4. ASL and functional MRI

Although ASL is still limited by SNR and temporal resolution relative to BOLD imaging, some features of ASL make it a preferable option in many situations. The most important feature of ASL is the ability to quantify perfusion from the signal difference. This poses a significant advantage over BOLD contrast in that it allows the study of absolute baseline activity (i.e. – resting state) without comparison to an active state. This type of measurement is particularly desirable for studies concerned with pathological states, and/or testing the effects and specificity of different drugs. This ability to quantify perfusion is extremely useful in longitudinal studies over scanning sessions, whether involving activation or limited to the resting state. For example, we have used quantitative ASL to study the long-term effects of working memory training on brain activity, both at rest and during the performance of working memory tasks (Jaeggi, Studer et al. 2009).

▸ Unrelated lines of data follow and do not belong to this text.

//! Tracked repository persistence
//!
//! SeaORM operations for the `repositories` table.

use chrono::{DateTime, Utc};
use sea_orm::{
    ActiveModelTrait, ActiveValue::NotSet, ColumnTrait, DatabaseConnection, DbErr, EntityTrait,
    QueryFilter, QueryOrder, Set,
};
use std::sync::Arc;
use uuid::Uuid;

use crate::connectors::RepositoryMetadata;
use crate::error::RepositoryError;
use crate::models::to_db_time;
use crate::models::tracked_repository::{self, Entity as TrackedRepository};

const ENTITY: &str = "repository";

/// Repository for tracked repository rows
#[derive(Debug, Clone)]
pub struct TrackedRepositoryRepository {
    /// Database connection pool
    pub db: Arc<DatabaseConnection>,
}

impl TrackedRepositoryRepository {
    pub fn new(db: Arc<DatabaseConnection>) -> Self {
        Self { db }
    }

    /// Lists every tracked repository ordered by creation time
    ///
    /// # Returns
    ///
    /// The tracked repositories, or `RepositoryError::NotFound` when none exist
    pub async fn list_all(&self) -> Result<Vec<tracked_repository::Model>, RepositoryError> {
        let rows = TrackedRepository::find()
            .order_by_asc(tracked_repository::Column::CreatedAt)
            .order_by_asc(tracked_repository::Column::RepositoryName)
            .all(&*self.db)
            .await?;

        if rows.is_empty() {
            return Err(RepositoryError::not_found(ENTITY, "*"));
        }
        Ok(rows)
    }

    /// Finds a repository by its canonical name
    ///
    /// # Arguments
    ///
    /// * `name` - Normalized `owner/name`
    pub async fn get_by_name(
        &self,
        name: &str,
    ) -> Result<tracked_repository::Model, RepositoryError> {
        TrackedRepository::find()
            .filter(tracked_repository::Column::RepositoryName.eq(name))
            .one(&*self.db)
            .await?
            .ok_or_else(|| RepositoryError::not_found(ENTITY, name))
    }

    /// Inserts a new repository with empty metadata and no high-water mark
    pub async fn create(&self, name: &str) -> Result<Uuid, RepositoryError> {
        let id = Uuid::new_v4();
        let model = tracked_repository::ActiveModel {
            id: Set(id),
            repository_name: Set(name.to_string()),
            description: Set(None),
            url: Set(None),
            language: Set(None),
            forks_count: Set(0),
            stars_count: Set(0),
            open_issues_count: Set(0),
            watchers_count: Set(0),
            commit_last_pulled_at: Set(None),
            created_at: Set(to_db_time(Utc::now())),
            updated_at: Set(None),
        };

        TrackedRepository::insert(model)
            .exec_without_returning(&*self.db)
            .await
            .map_err(|err| RepositoryError::from_write(ENTITY, name, err))?;
        Ok(id)
    }

    /// Overwrites all metadata columns of a repository
    pub async fn replace_metadata(
        &self,
        id: Uuid,
        metadata: &RepositoryMetadata,
    ) -> Result<(), RepositoryError> {
        let model = tracked_repository::ActiveModel {
            id: Set(id),
            description: Set(metadata.description.clone()),
            url: Set(metadata.html_url.clone()),
            language: Set(metadata.language.clone()),
            forks_count: Set(metadata.forks_count),
            stars_count: Set(metadata.stargazers_count),
            open_issues_count: Set(metadata.open_issues),
            watchers_count: Set(metadata.subscribers_count),
            updated_at: Set(Some(to_db_time(Utc::now()))),
            repository_name: NotSet,
            commit_last_pulled_at: NotSet,
            created_at: NotSet,
        };
        self.update(id, model).await
    }

    /// Sets the high-water mark; last writer wins
    pub async fn set_high_water_mark(
        &self,
        id: Uuid,
        at: DateTime<Utc>,
    ) -> Result<(), RepositoryError> {
        let model = tracked_repository::ActiveModel {
            id: Set(id),
            commit_last_pulled_at: Set(Some(to_db_time(at))),
            updated_at: Set(Some(to_db_time(Utc::now()))),
            ..Default::default()
        };
        self.update(id, model).await
    }

    async fn update(
        &self,
        id: Uuid,
        model: tracked_repository::ActiveModel,
    ) -> Result<(), RepositoryError> {
        match model.update(&*self.db).await {
            Ok(_) => Ok(()),
            Err(DbErr::RecordNotUpdated) | Err(DbErr::RecordNotFound(_)) => {
                Err(RepositoryError::not_found(ENTITY, id.to_string()))
            }
            Err(err) => Err(err.into()),
        }
    }
}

Another interesting feature is that although the residual variance of an ASL time course within a single run is higher than with BOLD, it has been shown that the variance of non-quantitative ASL studies (i.e., relative CBF) across scanning sessions is dramatically less than that of BOLD, allowing studies that span days or even months (Aguirre, Detre et al. 2002; Wang, Aguirre et al. 2003; Wang, Aguirre et al. 2003). Furthermore, the variance across subjects is also lower in ASL than in BOLD, thus requiring fewer subjects to be scanned per experiment (Tjandra, Brooks et al. 2005).

Arterial spin labeling techniques allow greater flexibility in the image acquisition, especially when examining slow activation paradigms. Hence, they do not require T₂* weighting and one can use standard Spin Echo imaging to collect the image data, dramatically reducing susceptibility artifacts. Functional imaging studies of the inferior brain structures, such as the basal ganglia, and the orbito-frontal cortex would benefit greatly from such techniques.

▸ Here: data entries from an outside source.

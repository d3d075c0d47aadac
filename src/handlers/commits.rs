//! # Commits API Handler

use axum::{
    extract::{Query, State},
    http::StatusCode,
    response::{IntoResponse, Json, Response},
};
use serde::Deserialize;
use utoipa::{IntoParams, ToSchema};

use super::types::{CommitResponse, MessageResponse, parse_limit, parse_offset};
use crate::error::{ApiError, validation_error};
use crate::server::AppState;

/// Query parameters for commit listing
#[derive(Debug, Deserialize, IntoParams, ToSchema)]
pub struct CommitsQuery {
    /// Repository as `owner/name`
    #[serde(rename = "repoName")]
    pub repo_name: Option<String>,
    /// Maximum number of commits to return (default: 5)
    pub limit: Option<String>,
    /// Number of commits to skip (default: 0)
    pub offset: Option<String>,
}

/// List commits of a repository, newest first. Unknown repositories start being tracked.
#[utoipa::path(
    get,
    path = "/v1/commits",
    params(CommitsQuery),
    responses(
        (status = 200, description = "Commits of the repository", body = [CommitResponse]),
        (status = 202, description = "Repository is now tracked; data pending", body = MessageResponse, example = json!({
            "message": "octo/cat is now being tracked. Please check back later"
        })),
        (status = 400, description = "Missing or malformed repository name", body = ApiError),
        (status = 500, description = "Internal server error", body = ApiError),
        (status = 503, description = "Database unavailable", body = ApiError)
    ),
    tag = "commits"
)]
pub async fn list_commits(
    State(state): State<AppState>,
    Query(query): Query<CommitsQuery>,
) -> Result<Response, ApiError> {
    let repo_name = query
        .repo_name
        .as_deref()
        .map(str::trim)
        .filter(|name| !name.is_empty())
        .ok_or_else(|| {
            validation_error(
                "repoName query parameter is required",
                serde_json::json!({ "repoName": "missing" }),
            )
        })?;

    let limit = parse_limit(query.limit.as_deref());
    let offset = parse_offset(query.offset.as_deref());

    let commits = state
        .service
        .get_commits(repo_name, limit, offset)
        .await?;

    if commits.is_empty() {
        let body = MessageResponse {
            message: format!("{repo_name} is now being tracked. Please check back later"),
        };
        return Ok((StatusCode::ACCEPTED, Json(body)).into_response());
    }

    let body: Vec<CommitResponse> = commits.into_iter().map(CommitResponse::from).collect();
    Ok(Json(body).into_response())
}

5. Some examples of ASL studies

Due to above mentioned properties of functional arterial spin labeling (FASL), it is particularly useful for the study of gradual changes in neural activity, longitudinal and multi-site studies. (N.B. in this chapter, we use the term FASL to indicate ASL time series used for FMRI purposes, but there is no technical difference between FASL and ASL). FASL has been used in several basic and cognitive neuroscience applications. It has been used in many studies to investigate visual, motor and language functions at 1.5T and 3T (Aguirre, Detre et al. 2002; Wang, Aguirre et al. 2003; Kemeny, Ye et al. 2005; Tjandra, Brooks et al. 2005; Leontiev and Buxton 2007; Ances, Leontiev et al. 2008; Chen, Wieckowska et al. 2008; Raoult, Petr et al. 2011) and has been compared to BOLD fMRI (Aguirre, Detre et al. 2002; Chen, Wieckowska et al. 2008; Raoult, Petr et al. 2011) (Kemeny, Ye et al. 2005) (Tjandra, Brooks et al. 2005) (Hermes, Hagemann et al. 2007) indicating that the intra-individual reproducibility of FASL in terms of the area of activation and activation quantification is comparable to that of BOLD fMRI. FASL however, detects smaller activation volumes than BOLD fMRI but the areas had a high degree of co-localization between subjects. FASL also shows higher specificity compared to BOLD fMRI while maintaining high sensitivity in activation detection in the activated area (Raoult, Petr et al. 2011).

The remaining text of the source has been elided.